=== Source data ===
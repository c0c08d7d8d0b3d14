//! Vote aggregation over parsed rankings.

use super::label::Label;
use super::ranking::Ranking;
use serde::Serialize;
use std::collections::BTreeMap;

/// Points awarded to the top-ranked draft; each following position earns
/// one point less, down to zero.
const TOP_POINTS: u32 = 3;

/// Accumulated points per label.
///
/// Seeded with zero for every label in the label map, so the key set is
/// fixed before any votes arrive. Backed by a `BTreeMap`, which makes
/// iteration order, and therefore the tie-break, lexicographic by
/// label: on equal scores the smallest label wins.
#[derive(Debug, Clone, Default, Serialize)]
pub struct ScoreTable {
    scores: BTreeMap<Label, u32>,
}

impl ScoreTable {
    /// A table with a zero entry for each given label.
    pub fn seeded(labels: impl IntoIterator<Item = Label>) -> Self {
        Self {
            scores: labels.into_iter().map(|label| (label, 0)).collect(),
        }
    }

    /// Accumulate every ranking: position `i` in a parsed order earns
    /// `max(0, 3 - i)` points. Labels outside the table are ignored, as
    /// are duplicate mentions beyond what the reviewer wrote.
    pub fn tally(&mut self, rankings: &[Ranking]) {
        for ranking in rankings {
            for (position, label) in ranking.order.iter().enumerate() {
                let points = TOP_POINTS.saturating_sub(position as u32);
                if points == 0 {
                    break;
                }
                if let Some(score) = self.scores.get_mut(label) {
                    *score += points;
                }
            }
        }
    }

    pub fn get(&self, label: Label) -> Option<u32> {
        self.scores.get(&label).copied()
    }

    /// The label with the maximum score. Ties resolve to the smallest
    /// label, since iteration is ordered and only a strictly greater
    /// score displaces the current leader.
    pub fn winner(&self) -> Option<Label> {
        let mut leader: Option<(Label, u32)> = None;
        for (&label, &score) in &self.scores {
            match leader {
                Some((_, best)) if score <= best => {}
                _ => leader = Some((label, score)),
            }
        }
        leader.map(|(label, _)| label)
    }

    pub fn iter(&self) -> impl Iterator<Item = (Label, u32)> + '_ {
        self.scores.iter().map(|(&label, &score)| (label, score))
    }

    pub fn is_empty(&self) -> bool {
        self.scores.is_empty()
    }
}

#[cfg(test)]
mod tests {
    use super::*;

    fn ranking(reviewer: &str, order: &str) -> Ranking {
        let labels = order
            .chars()
            .map(|c| Label::parse_char(c).unwrap())
            .collect();
        Ranking::new(reviewer, "raw", labels)
    }

    fn seeded_abc() -> ScoreTable {
        ScoreTable::seeded([Label::A, Label::B, Label::C])
    }

    #[test]
    fn positional_points() {
        let mut table = seeded_abc();
        table.tally(&[ranking("r1", "ABC"), ranking("r2", "BAC")]);
        assert_eq!(table.get(Label::A), Some(5)); // 3 + 2
        assert_eq!(table.get(Label::B), Some(5)); // 2 + 3
        assert_eq!(table.get(Label::C), Some(2)); // 1 + 1
    }

    #[test]
    fn tie_resolves_to_smallest_label() {
        let mut table = seeded_abc();
        table.tally(&[ranking("r1", "ABC"), ranking("r2", "BAC")]);
        assert_eq!(table.winner(), Some(Label::A));
    }

    #[test]
    fn positions_beyond_podium_earn_nothing() {
        let mut table = ScoreTable::seeded(Label::alphabet());
        table.tally(&[ranking("r1", "ABCDE")]);
        assert_eq!(table.get(Label::C), Some(1));
        assert_eq!(table.get(Label::D), Some(0));
        assert_eq!(table.get(Label::E), Some(0));
    }

    #[test]
    fn empty_order_contributes_nothing() {
        let mut table = seeded_abc();
        table.tally(&[Ranking::new("r1", "nothing parseable", vec![])]);
        assert_eq!(table.get(Label::A), Some(0));
        assert_eq!(table.winner(), Some(Label::A));
    }

    #[test]
    fn labels_outside_table_are_ignored() {
        let mut table = ScoreTable::seeded([Label::A, Label::B]);
        table.tally(&[ranking("r1", "CAB")]);
        assert_eq!(table.get(Label::A), Some(2));
        assert_eq!(table.get(Label::B), Some(1));
        assert_eq!(table.get(Label::C), None);
        assert_eq!(table.winner(), Some(Label::A));
    }

    #[test]
    fn empty_table_has_no_winner() {
        let table = ScoreTable::default();
        assert_eq!(table.winner(), None);
        assert!(table.is_empty());
    }
}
===
◆ **Assigned task**
Within the lines above, find those holding the word "tally" and copy them.

◆ **The completed task**
    pub fn tally(&mut self, rankings: &[Ranking]) {
        table.tally(&[ranking("r1", "ABC"), ranking("r2", "BAC")]);
        table.tally(&[ranking("r1", "ABC"), ranking("r2", "BAC")]);
        table.tally(&[ranking("r1", "ABCDE")]);
        table.tally(&[Ranking::new("r1", "nothing parseable", vec![])]);
        table.tally(&[ranking("r1", "CAB")]);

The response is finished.